In recent years, a growing number of postpartum moms have died by suicide or drug overdose. A study, was published in the American Journal of Obstetrics and Gynecology in June, looked at maternal death one year after childbirth. It included more than 1 million women who delivered in California hospitals between 2010 and 2012. And what this study found was 300 of the moms had died, with suicide as the seventh leading cause. Similarly, a study published in 2013 by JAMA Psychiatry pointed to suicide as the second leading cause of death in postpartum women.

Additionally, between 14 to 30 percent of maternal deaths are caused by addiction in some parts of the U.S., according to recent estimates from Columbia University.

Clearly, new moms need more access to mental health services. This brings us to Pete Buttigieg's new mental healthcare plan, which was published on Aug. 23, according to CNN. In his plan, the Democratic presidential candidate hopes to prevent 1 million "deaths of despair" — deaths due to drugs, alcohol, and suicide — by 2028.

His lengthy plan aspires to make sure everyone has comprehensive coverage for mental health care and addiction services, and it would start by guaranteeing one free annual mental health checkup. "Our plan breaks down the barrier around mental health and builds up a sense of belonging that will help millions of suffering Americans heal," Buttigieg explained, according to Motherly.

The plan reads:

This crisis is the result of years of neglect by our political leadership.

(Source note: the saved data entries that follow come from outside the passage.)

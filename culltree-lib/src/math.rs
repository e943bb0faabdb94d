pub mod bounds;
pub mod frustum;
pub mod sphere;

/// The outcome of testing a volume against a plane or a set of planes.
#[derive(Clone, Copy, Debug, Hash, PartialEq, Eq)]
pub enum Intersection {
    /// The volume lies entirely on the outer side.
    Outside,
    /// The volume lies entirely on the inner side.
    Inside,
    /// The volume straddles the boundary.
    Intersecting,
}
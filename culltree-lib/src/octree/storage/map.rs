use std::mem::size_of;

use rustc_hash::FxHashMap;

use super::NodeStorage;
use crate::octree::{coords::NodeCoords, node::Node};

/// Stores only the nodes that exist in a hash map keyed by their coordinates.
///
/// Memory is proportional to the number of nodes, so this works for any depth.
#[derive(Clone, Debug)]
pub struct MapStorage<G> {
    max_depth: u8,
    nodes: FxHashMap<NodeCoords, Node<G>>,
}

impl<G> MapStorage<G> {
    /// Constructs a new [`MapStorage`] that only contains the root.
    pub fn new(max_depth: u8) -> Self {
        let mut nodes = FxHashMap::default();
        nodes.insert(NodeCoords::ROOT, Node::default());
        Self { max_depth, nodes }
    }
}

impl<G> NodeStorage<G> for MapStorage<G> {
    fn max_depth(&self) -> u8 {
        self.max_depth
    }

    fn node(&self, coords: NodeCoords) -> Option<&Node<G>> {
        self.nodes.get(&coords)
    }

    fn node_mut(&mut self, coords: NodeCoords) -> Option<&mut Node<G>> {
        self.nodes.get_mut(&coords)
    }

    fn insert_slot(&mut self, coords: NodeCoords, node: Node<G>) {
        assert!(
            coords.is_valid(self.max_depth),
            "node coordinates should not exceed max depth"
        );
        let previous = self.nodes.insert(coords, node);
        assert!(previous.is_none(), "slot should be empty");
    }

    fn take_slot(&mut self, coords: NodeCoords) -> Option<Node<G>> {
        self.nodes.remove(&coords)
    }

    fn node_count(&self) -> usize {
        self.nodes.len()
    }

    fn current_size(&self) -> usize {
        size_of::<Self>() + self.nodes.len() * size_of::<(NodeCoords, Node<G>)>()
    }
}

#[cfg(test)]
mod tests {
    use glam::UVec3;

    use super::*;

    #[test]
    fn insert_and_take() {
        let mut storage = MapStorage::<u32>::new(20);
        let coords = NodeCoords::new(20, UVec3::splat(123_456)).unwrap();
        storage.insert_slot(coords, Node::default());
        assert!(storage.node(coords).is_some());
        assert_eq!(storage.node_count(), 2);
        assert!(storage.take_slot(coords).is_some());
        assert!(storage.take_slot(coords).is_none());
        assert_eq!(storage.node_count(), 1);
    }

    #[test]
    #[should_panic(expected = "slot should be empty")]
    fn double_insert() {
        let mut storage = MapStorage::<u32>::new(2);
        storage.insert_slot(NodeCoords::ROOT, Node::default());
    }

    #[test]
    fn size_tracks_population() {
        let mut storage = MapStorage::<u32>::new(3);
        let empty = storage.current_size();
        let coords = NodeCoords::new(3, UVec3::new(1, 2, 3)).unwrap();
        storage.insert_slot(coords, Node::default());
        assert!(storage.current_size() > empty);
        storage.take_slot(coords);
        assert_eq!(storage.current_size(), empty);
    }
}
use glam::{Mat4, Vec3};

use super::bounds::Aabb;

/// A bounding sphere with a center and a radius.
#[derive(Clone, Copy, Debug, Default, PartialEq)]
pub struct Sphere {
    radius: f32,
    center: Vec3,
}

impl Sphere {
    pub const fn new(radius: f32, center: Vec3) -> Self {
        Self { radius, center }
    }

    pub const fn radius(self) -> f32 {
        self.radius
    }

    pub const fn center(self) -> Vec3 {
        self.center
    }

    /// The smallest sphere that contains both `a` and `b`.
    ///
    /// If the larger sphere already contains the smaller one, the larger one is returned unchanged.
    /// Otherwise the result touches both spheres from the outside.
    pub fn unite(a: Self, b: Self) -> Self {
        let (bigger, smaller) = if a.radius > b.radius { (a, b) } else { (b, a) };

        let center_diff = smaller.center - bigger.center;
        let distance = center_diff.length();

        if distance + smaller.radius <= bigger.radius {
            return bigger;
        }

        let radius = 0.5 * (distance + smaller.radius + bigger.radius);
        let factor = 0.5 * (smaller.radius + distance - bigger.radius) / distance;

        Self::new(radius, bigger.center + factor * center_diff)
    }

    /// Moves the sphere from model space into the space described by `model`.
    ///
    /// Only uniform scaling is supported; the new radius is measured along the transformed Z axis.
    pub fn transformed(self, model: &Mat4) -> Self {
        let center = model.transform_point3(self.center);
        let surface = model.transform_point3(self.center + Vec3::new(0.0, 0.0, self.radius));
        Self::new((surface - center).length(), center)
    }

    /// Whether `point` lies inside or on the sphere.
    pub fn contains(self, point: Vec3) -> bool {
        self.center.distance_squared(point) <= self.radius * self.radius
    }

    /// The tightest [`Aabb`] around this sphere.
    pub fn to_aabb(self) -> Aabb {
        Aabb::from_sphere(self)
    }
}
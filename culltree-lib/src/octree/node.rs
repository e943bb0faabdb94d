use derive_where::derive_where;

use crate::math_enums::{Corner3, Corners3};

/// A single cell of a loose octree that is backed by storage.
///
/// Child nodes are not owned directly; the node only tracks which of its eight child slots are
/// occupied, while the nodes themselves live in the storage, addressed by their coordinates.
#[derive(Clone, Debug)]
#[derive_where(Default)]
pub struct Node<G> {
    geometries: Vec<G>,
    children: Corners3,
}

impl<G> Node<G> {
    pub fn geometries(&self) -> &[G] {
        &self.geometries
    }

    pub fn children(&self) -> Corners3 {
        self.children
    }

    pub fn has_child(&self, corner: Corner3) -> bool {
        self.children.contains(corner)
    }

    pub fn has_children(&self) -> bool {
        !self.children.is_empty()
    }

    /// Neither holds any geometry nor has any children.
    pub fn is_empty(&self) -> bool {
        self.geometries.is_empty() && self.children.is_empty()
    }

    pub(crate) fn children_mut(&mut self) -> &mut Corners3 {
        &mut self.children
    }

    pub(crate) fn push(&mut self, geometry: G) {
        self.geometries.push(geometry);
    }

    /// Removes the first occurrence of `geometry` while keeping the order of the remaining ones.
    pub(crate) fn remove(&mut self, geometry: &G) -> bool
    where
        G: PartialEq,
    {
        if let Some(index) = self.geometries.iter().position(|other| other == geometry) {
            self.geometries.remove(index);
            true
        } else {
            false
        }
    }

    pub(crate) fn clear_geometries(&mut self) {
        self.geometries.clear();
    }
}
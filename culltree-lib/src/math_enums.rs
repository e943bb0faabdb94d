use enum_map::Enum;
use enumset::{EnumSet, EnumSetType};
use glam::UVec3;

/// A corner of a 3D cube, which doubles as the local octant of a child node.
///
/// The discriminant has the X offset in bit 0, Y in bit 1 and Z in bit 2, so iterating corners in
/// order walks X fastest.
#[derive(Clone, Copy, Debug, Hash, PartialEq, Eq, PartialOrd, Ord, Enum, EnumSetType)]
#[enumset(no_super_impls)]
pub enum Corner3 {
    X0Y0Z0,
    X1Y0Z0,
    X0Y1Z0,
    X1Y1Z0,
    X0Y0Z1,
    X1Y0Z1,
    X0Y1Z1,
    X1Y1Z1,
}

impl Corner3 {
    /// All corners in discriminant order.
    pub const ALL: [Self; 8] = [
        Self::X0Y0Z0,
        Self::X1Y0Z0,
        Self::X0Y1Z0,
        Self::X1Y1Z0,
        Self::X0Y0Z1,
        Self::X1Y0Z1,
        Self::X0Y1Z1,
        Self::X1Y1Z1,
    ];

    /// Returns the corner that a grid cell with the given global `index` occupies within its parent
    /// cell.
    ///
    /// Only the lowest bit of each axis is relevant.
    pub fn from_cell_index(index: UVec3) -> Self {
        let bits = (index.x & 1) | (index.y & 1) << 1 | (index.z & 1) << 2;
        Self::ALL[bits as usize]
    }

    /// The offset of this corner from [`Corner3::X0Y0Z0`], each axis either `0` or `1`.
    pub fn offset(self) -> UVec3 {
        let bits = self as u32;
        UVec3::new(bits & 1, bits >> 1 & 1, bits >> 2 & 1)
    }
}

impl From<Corner3> for UVec3 {
    fn from(corner: Corner3) -> Self {
        corner.offset()
    }
}

/// A set of corners; used as the occupancy mask of an octree node's child slots.
pub type Corners3 = EnumSet<Corner3>;
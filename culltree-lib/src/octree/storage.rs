pub mod array;
pub mod map;

use std::mem;

use super::{coords::NodeCoords, node::Node, StorageType};

pub use self::{array::ArrayStorage, map::MapStorage};

/// Holds the nodes of a loose octree addressed by their [`NodeCoords`].
///
/// Implementors only provide a handful of slot primitives. Creating and removing nodes, including
/// keeping the child slots of parents in sync, is built on top of those.
///
/// The root node always exists.
pub trait NodeStorage<G> {
    /// The deepest level that can be stored.
    fn max_depth(&self) -> u8;

    fn node(&self, coords: NodeCoords) -> Option<&Node<G>>;

    fn node_mut(&mut self, coords: NodeCoords) -> Option<&mut Node<G>>;

    /// Places a node into a currently empty slot.
    fn insert_slot(&mut self, coords: NodeCoords, node: Node<G>);

    /// Takes the node out of its slot, leaving it empty.
    fn take_slot(&mut self, coords: NodeCoords) -> Option<Node<G>>;

    /// The number of nodes currently stored, including the root.
    fn node_count(&self) -> usize;

    /// An estimate of the memory used by this storage in bytes.
    fn current_size(&self) -> usize;

    #[cfg(test)]
    fn root_node(&self) -> &Node<G> {
        self.node(NodeCoords::ROOT)
            .expect("root node should always exist")
    }

    fn root_node_mut(&mut self) -> &mut Node<G> {
        self.node_mut(NodeCoords::ROOT)
            .expect("root node should always exist")
    }

    fn exists(&self, coords: NodeCoords) -> bool {
        self.node(coords).is_some()
    }

    /// Returns the node at `coords`, creating it along with any missing ancestors.
    ///
    /// # Panics
    ///
    /// Panics if `coords` exceed [`Self::max_depth`].
    fn get_node(&mut self, coords: NodeCoords) -> &mut Node<G> {
        assert!(
            coords.is_valid(self.max_depth()),
            "node coordinates should not exceed max depth"
        );

        if !self.exists(coords) {
            self.insert_slot(coords, Node::default());
            if let Some((parent, corner)) = coords.parent() {
                let children = self.get_node(parent).children_mut();
                assert!(
                    !children.contains(corner),
                    "child slot of a missing node should be empty"
                );
                children.insert(corner);
            }
        }

        self.node_mut(coords)
            .expect("node should exist after creation")
    }

    /// Removes the node at `coords` along with all of its descendants.
    ///
    /// Afterwards, ancestors that became empty are removed as well. The root itself is never
    /// removed; removing it only drops its geometries and children.
    fn remove_node(&mut self, coords: NodeCoords) {
        if self.exists(coords) {
            self.remove_descendants(coords);
            self.remove_empty_ancestors(coords);
        }
    }

    fn remove_descendants(&mut self, coords: NodeCoords) {
        let Some(node) = self.node_mut(coords) else {
            return;
        };
        let children = mem::take(node.children_mut());
        for corner in children {
            self.remove_descendants(coords.child(corner));
        }

        if coords.is_root() {
            self.root_node_mut().clear_geometries();
        } else {
            self.take_slot(coords);
        }
    }

    fn remove_empty_ancestors(&mut self, coords: NodeCoords) {
        let Some((parent, corner)) = coords.parent() else {
            return;
        };
        let parent_node = self
            .node_mut(parent)
            .expect("parent of a stored node should exist");
        parent_node.children_mut().remove(corner);

        if parent_node.is_empty() && !parent.is_root() {
            self.take_slot(parent);
            self.remove_empty_ancestors(parent);
        }
    }
}

/// One of the available storage backends, selected at runtime through [`StorageType`].
#[derive(Clone, Debug)]
pub enum Storage<G> {
    FullArray(ArrayStorage<G>),
    SparseMap(MapStorage<G>),
}

impl<G> Storage<G> {
    /// Creates an empty storage that only contains the root.
    ///
    /// The `max_depth` must already be validated against [`StorageType::max_depth_limit`].
    pub fn new(storage_type: StorageType, max_depth: u8) -> Self {
        match storage_type {
            StorageType::FullArray => Self::FullArray(ArrayStorage::new(max_depth)),
            StorageType::SparseMap => Self::SparseMap(MapStorage::new(max_depth)),
        }
    }

    pub fn storage_type(&self) -> StorageType {
        match self {
            Self::FullArray(_) => StorageType::FullArray,
            Self::SparseMap(_) => StorageType::SparseMap,
        }
    }
}

macro_rules! dispatch {
    ( $self:ident.$method:ident( $( $arg:expr ),* ) ) => {
        match $self {
            Self::FullArray(storage) => storage.$method( $( $arg ),* ),
            Self::SparseMap(storage) => storage.$method( $( $arg ),* ),
        }
    };
}

impl<G> NodeStorage<G> for Storage<G> {
    fn max_depth(&self) -> u8 {
        dispatch!(self.max_depth())
    }

    fn node(&self, coords: NodeCoords) -> Option<&Node<G>> {
        dispatch!(self.node(coords))
    }

    fn node_mut(&mut self, coords: NodeCoords) -> Option<&mut Node<G>> {
        dispatch!(self.node_mut(coords))
    }

    fn insert_slot(&mut self, coords: NodeCoords, node: Node<G>) {
        dispatch!(self.insert_slot(coords, node))
    }

    fn take_slot(&mut self, coords: NodeCoords) -> Option<Node<G>> {
        dispatch!(self.take_slot(coords))
    }

    fn node_count(&self) -> usize {
        dispatch!(self.node_count())
    }

    fn current_size(&self) -> usize {
        dispatch!(self.current_size())
    }
}
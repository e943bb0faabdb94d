use std::{hash::Hash, slice};

use arrayvec::ArrayVec;
use derive_where::derive_where;

use super::{coords::NodeCoords, storage::NodeStorage, Geometry, LooseOctree};
use crate::{
    math::{bounds::Aabb, frustum::Frustum, Intersection},
    math_enums::Corner3,
};

/// Counters describing the work done by a [`LooseOctree`].
#[derive(Clone, Copy, Debug, Default, PartialEq, Eq)]
pub struct Statistics {
    /// Geometries returned by the last query.
    pub objects_visible: usize,
    /// Nodes visited by the last query, including the root.
    pub nodes_queried: usize,
    /// Nodes whose loose bounds the last query tested against the frustum.
    pub nodes_tested: usize,
    /// Geometries moved to a different node by updates since the last reset.
    pub nodes_reinserted: usize,
    /// Estimated memory used by the node storage after the last query, in bytes.
    pub storage_size: usize,
}

/// The loose bounds of all nodes that contributed geometry to a query.
pub type DebugQueryResult = Vec<Aabb>;

/// Visible geometries of a query, sorted into buckets by [`Geometry::bucket`].
#[derive(Clone, Debug, PartialEq, Eq)]
#[derive_where(Default)]
pub struct QueryResult<G> {
    buckets: Vec<Vec<G>>,
}

impl<G> QueryResult<G> {
    /// Constructs an empty [`QueryResult`] with the given number of buckets.
    pub fn with_buckets(bucket_count: usize) -> Self {
        let mut result = Self::default();
        result.resize(bucket_count);
        result
    }

    pub fn bucket_count(&self) -> usize {
        self.buckets.len()
    }

    /// Changes the number of buckets, dropping the contents of removed ones.
    pub fn resize(&mut self, bucket_count: usize) {
        self.buckets.resize_with(bucket_count, Vec::new);
    }

    /// Empties all buckets while keeping the bucket count.
    pub fn clear(&mut self) {
        for bucket in &mut self.buckets {
            bucket.clear();
        }
    }

    /// Returns the geometries in the given bucket, which is empty if it does not exist.
    pub fn bucket(&self, bucket: usize) -> &[G] {
        self.buckets.get(bucket).map_or(&[], Vec::as_slice)
    }

    pub fn buckets(&self) -> &[Vec<G>] {
        &self.buckets
    }

    /// The total number of geometries across all buckets.
    pub fn len(&self) -> usize {
        self.buckets.iter().map(Vec::len).sum()
    }

    pub fn is_empty(&self) -> bool {
        self.buckets.iter().all(Vec::is_empty)
    }

    /// Iterates all geometries, bucket by bucket.
    pub fn iter(&self) -> impl Iterator<Item = &G> {
        self.buckets.iter().flatten()
    }

    /// Adds a geometry to a bucket, growing the bucket count if necessary.
    pub(crate) fn push(&mut self, bucket: usize, geometry: G) {
        if bucket >= self.buckets.len() {
            self.resize(bucket + 1);
        }
        self.buckets[bucket].push(geometry);
    }
}

impl<'a, G> IntoIterator for &'a QueryResult<G> {
    type Item = &'a G;
    type IntoIter = std::iter::Flatten<slice::Iter<'a, Vec<G>>>;

    fn into_iter(self) -> Self::IntoIter {
        self.buckets.iter().flatten()
    }
}

/// How much of a node is visible to a frustum.
#[derive(Clone, Copy, Debug, Hash, PartialEq, Eq)]
pub enum Visibility {
    NotVisible,
    PartlyVisible,
    FullyVisible,
}

impl From<Intersection> for Visibility {
    fn from(intersection: Intersection) -> Self {
        match intersection {
            Intersection::Outside => Self::NotVisible,
            Intersection::Intersecting => Self::PartlyVisible,
            Intersection::Inside => Self::FullyVisible,
        }
    }
}

/// Each visited node pushes at most eight children after popping itself.
const QUERY_STACK_CAPACITY: usize = 7 * NodeCoords::MAX_DEPTH as usize + 8;

impl<G: Geometry + Clone + Eq + Hash> LooseOctree<G> {
    /// How much of the loose bounds of the node at `coords` the `frustum` can see.
    pub fn node_visibility(&self, coords: NodeCoords, frustum: &Frustum) -> Visibility {
        frustum.intersect_aabb(self.grid.loose_bounds(coords)).into()
    }

    /// Collects all geometries whose bounds are at least partially inside the `frustum`.
    ///
    /// `result` is cleared first. Nodes are visited depth first, children in [`Corner3`] order, so
    /// the order within each bucket is deterministic. Once a node is fully visible, its descendants
    /// are not tested against the frustum anymore, but each geometry still is.
    pub fn query(&mut self, frustum: &Frustum, result: &mut QueryResult<G>) {
        result.clear();

        let Self {
            grid,
            config,
            storage,
            statistics,
            debug_info,
            ..
        } = self;

        if config.collect_statistics {
            statistics.objects_visible = 0;
            statistics.nodes_queried = 0;
            statistics.nodes_tested = 0;
        }
        if config.collect_debug_info {
            debug_info.clear();
        }

        let mut stack = ArrayVec::<_, QUERY_STACK_CAPACITY>::new();
        stack.push((NodeCoords::ROOT, None));

        while let Some((coords, inherited)) = stack.pop() {
            if config.collect_statistics {
                statistics.nodes_queried += 1;
            }

            let visibility = inherited.unwrap_or_else(|| {
                if config.collect_statistics {
                    statistics.nodes_tested += 1;
                }
                Visibility::from(frustum.intersect_aabb(grid.loose_bounds(coords)))
            });
            if visibility == Visibility::NotVisible {
                continue;
            }

            let node = storage
                .node(coords)
                .expect("child slot should point to an existing node");

            let mut any_visible = false;
            for geometry in node.geometries() {
                let bounds = geometry.bounding_sphere().to_aabb();
                if frustum.intersect_aabb(bounds) != Intersection::Outside {
                    result.push(geometry.bucket(), geometry.clone());
                    any_visible = true;
                    if config.collect_statistics {
                        statistics.objects_visible += 1;
                    }
                }
            }
            if any_visible && config.collect_debug_info {
                debug_info.push(grid.loose_bounds(coords));
            }

            let inherited = (visibility == Visibility::FullyVisible).then_some(visibility);
            let children: ArrayVec<Corner3, 8> = node.children().iter().collect();
            for corner in children.into_iter().rev() {
                stack.push((coords.child(corner), inherited));
            }
        }

        if config.collect_statistics {
            statistics.storage_size = storage.current_size();
        }
    }
}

Our health care system is so broken — and our approach to mental health and addiction care so fragmented and often punitive — that less than one in five people with a substance use disorder and two of every five people with a mental illness receive treatment ... To meet this urgent national challenge, we need a new approach to providing mental health care: one truly prepared to tackle this as the crisis it is, and one that understands the key driver of change will be based in strengthening our communities.

Furthermore, Buttigieg's plan hopes to reduce deaths caused by addiction by increasing access to mental health services in underrepresented communities.

The Democratic presidential candidate also aims to tackle the stigma surrounding mental illness and to require "every school across the country to teach Mental Health First Aid courses."

Buttigieg's plan would help more than just moms, of course, because it isn't just mothers who are experiencing higher rates of mental illness and suicide. The presidential hopeful plans to spend $300 million on the plan, according to Motherly, a figure that's nothing to sneeze at.

Although Buttigieg's plan includes many great suggestions, America has a long way to go in supporting its citizens' mental health care needs adequately, especially when it comes to postpartum moms. But all long-lasting change has to start somewhere.